Haploblocks contribute to parallel climate adaptation following global invasion of a cosmopolitan plant

Affiliations

Haploblocks contribute to parallel climate adaptation following global invasion of a cosmopolitan plant

Paul Battlay et al. Nat Ecol Evol. 2025 Aug.

Abstract

The role of rapid adaptation during species invasions has historically been minimized with the assumption that introductions consist of few colonists and limited genetic diversity. While overwhelming evidence suggests that rapid adaptation is more prevalent than originally assumed, the demographic and adaptive processes underlying successful invasions remain unresolved. Here we leverage a large whole-genome sequence dataset to investigate the relative roles of colonization history and adaptation during the worldwide invasion of the forage crop, Trifolium repens (Fabaceae). We show that introduced populations encompass high levels of genetic variation with little evidence of bottlenecks. Independent colonization histories on different continents are evident from genome-wide population structure.
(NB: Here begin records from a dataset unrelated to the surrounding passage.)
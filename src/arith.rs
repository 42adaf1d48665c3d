use num::BigUint;
use crate::BitVec4;
use crate::core::words_for_size;
use crate::error::{BitVecError, Result};
use crate::word::{Word, WordT};

type BigWordT = u64;

/// The `a` masks of the first `n` words, zero extended.
fn limbs(x: &BitVec4, n: usize) -> impl Iterator<Item = WordT> + '_ {
  (0 .. n).map(move |i| x.word_or_zero(i).a)
}

fn known_words(xs: Vec<WordT>) -> Vec<Word> {
  xs.into_iter().map(Word::known).collect()
}

impl BitVec4 {

  /// Width of the result of a binary operation.
  fn result_bits(&self, other: &BitVec4) -> usize {
    self.bits().max(other.bits())
  }

  fn any_unknown(&self, other: &BitVec4) -> bool {
    self.has_unknown() || other.has_unknown()
  }

  /// `self * other` as an unbounded list of digits.
  fn full_product(&self, other: &BitVec4) -> Vec<WordT> {
    let xs = self.as_slice();
    let ys = other.as_slice();
    let mut out = vec![0 as WordT; xs.len() + ys.len()];
    for (i, x) in xs.iter().enumerate() {
      let mut carry: BigWordT = 0;
      for (j, y) in ys.iter().enumerate() {
        let t = (x.a as BigWordT) * (y.a as BigWordT)
              + out[i + j] as BigWordT
              + carry;
        out[i + j] = t as WordT;
        carry = t >> Word::BITS;
      }
      out[i + ys.len()] = carry as WordT;
    }
    out
  }

  /// Unsigned division.  Fails when `other` is 0.
  pub fn divide(&self, other: &BitVec4) -> Result<BitVec4> {
    self.div_rem(other, "division by zero", |x, y| x / y)
  }

  /// Unsigned remainder.  Fails when `other` is 0.
  pub fn modulo(&self, other: &BitVec4) -> Result<BitVec4> {
    self.div_rem(other, "modulus by zero", |x, y| x % y)
  }

  fn div_rem(&self, other: &BitVec4, what: &'static str,
             op: fn(BigUint, BigUint) -> BigUint) -> Result<BitVec4> {
    let bits = self.result_bits(other);
    if self.any_unknown(other) { return Ok(BitVec4::unknown(bits)) }
    if other.truth() == Some(false) {
      return Err(BitVecError::InvalidOperation(what))
    }
    let x = BigUint::try_from(self)?;
    let y = BigUint::try_from(other)?;
    BitVec4::from_biguint(bits, &op(x, y))
  }

  /// Raise to a power, keeping the width of `self`.
  pub fn pow(&self, exp: &BitVec4) -> BitVec4 {
    let bits = self.bits();
    if self.any_unknown(exp) { return BitVec4::unknown(bits) }

    let one = BitVec4::from_u64(bits, 1);
    if exp.truth() == Some(false) || *self == one { return one }

    match (BigUint::try_from(self), BigUint::try_from(exp)) {
      (Ok(x), Ok(e)) => {
        let lim = BigUint::from(1_u8) << bits;
        BitVec4::from_biguint(bits, &x.modpow(&e, &lim))
          .unwrap_or_else(|_| BitVec4::unknown(bits))
      }
      _ => BitVec4::unknown(bits)
    }
  }
}

/// The width grows by one bit exactly when the sum does not fit.
impl std::ops::Add<&BitVec4> for &BitVec4 {
  type Output = BitVec4;

  fn add(self, other: &BitVec4) -> Self::Output {
    let bits = self.result_bits(other);
    if self.any_unknown(other) { return BitVec4::unknown(bits) }

    let n = words_for_size(bits);
    let mut out = Vec::<WordT>::with_capacity(n + 1);
    let mut acc: BigWordT = 0;
    for (x, y) in limbs(self, n).zip(limbs(other, n)) {
      acc += x as BigWordT;
      acc += y as BigWordT;
      out.push(acc as WordT);
      acc = acc >> Word::BITS;
    }
    out.push(acc as WordT);

    let carry = out[bits / Word::BITS] >> (bits % Word::BITS) & 1 != 0;
    BitVec4::from_words(if carry { bits + 1 } else { bits }, known_words(out))
  }
}

/// Wraps around at the wider width.
impl std::ops::Sub<&BitVec4> for &BitVec4 {
  type Output = BitVec4;

  fn sub(self, other: &BitVec4) -> Self::Output {
    let bits = self.result_bits(other);
    if self.any_unknown(other) { return BitVec4::unknown(bits) }

    let n = words_for_size(bits);
    let mut out = Vec::<WordT>::with_capacity(n);
    let mut acc: BigWordT = 1;
    for (x, y) in limbs(self, n).zip(limbs(other, n)) {
      acc += x as BigWordT;
      acc += (!y) as BigWordT;
      out.push(acc as WordT);
      acc = acc >> Word::BITS;
    }
    BitVec4::from_words(bits, known_words(out))
  }
}

/// Keeps the wider width, plus one more word when the product overflows
/// the words of that width.
impl std::ops::Mul<&BitVec4> for &BitVec4 {
  type Output = BitVec4;

  fn mul(self, other: &BitVec4) -> Self::Output {
    let bits = self.result_bits(other);
    if self.any_unknown(other) { return BitVec4::unknown(bits) }

    let product = self.full_product(other);
    let n = words_for_size(bits);
    let overflow = product.iter().skip(n).any(|&d| d != 0);
    let width = if overflow { bits + Word::BITS } else { bits };
    BitVec4::from_words(width, known_words(product))
  }
}

impl std::ops::Neg for &BitVec4 {
  type Output = BitVec4;

  fn neg(self) -> Self::Output {
    if self.has_unknown() { return BitVec4::unknown(self.bits()) }

    let mut out = Vec::<WordT>::with_capacity(self.words());
    let mut acc: BigWordT = 1;
    for w in self.as_slice() {
      acc += (!w.a) as BigWordT;
      out.push(acc as WordT);
      acc = acc >> Word::BITS;
    }
    BitVec4::from_words(self.bits(), known_words(out))
  }
}

impl std::ops::Neg for BitVec4 {
  type Output = BitVec4;
  fn neg(self) -> Self::Output { -&self }
}

forward_binop!(Add, add);
forward_binop!(Sub, sub);
forward_binop!(Mul, mul);

forward_assign!(AddAssign, add_assign, Add, add);
forward_assign!(SubAssign, sub_assign, Sub, sub);
forward_assign!(MulAssign, mul_assign, Mul, mul);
Five haploblocks-large haplotypes with limited recombination-on three chromosomes exist as standing genetic variation within the native and introduced ranges and exhibit strong signatures of parallel climate-associated adaptation across continents. Field experiments in the native and introduced ranges demonstrate that three of the haploblocks strongly affect fitness and exhibit patterns of selection consistent with local adaptation across each range. Our results provide strong evidence that large-effect structural variants contribute substantially to rapid and parallel adaptation of an introduced species throughout the world.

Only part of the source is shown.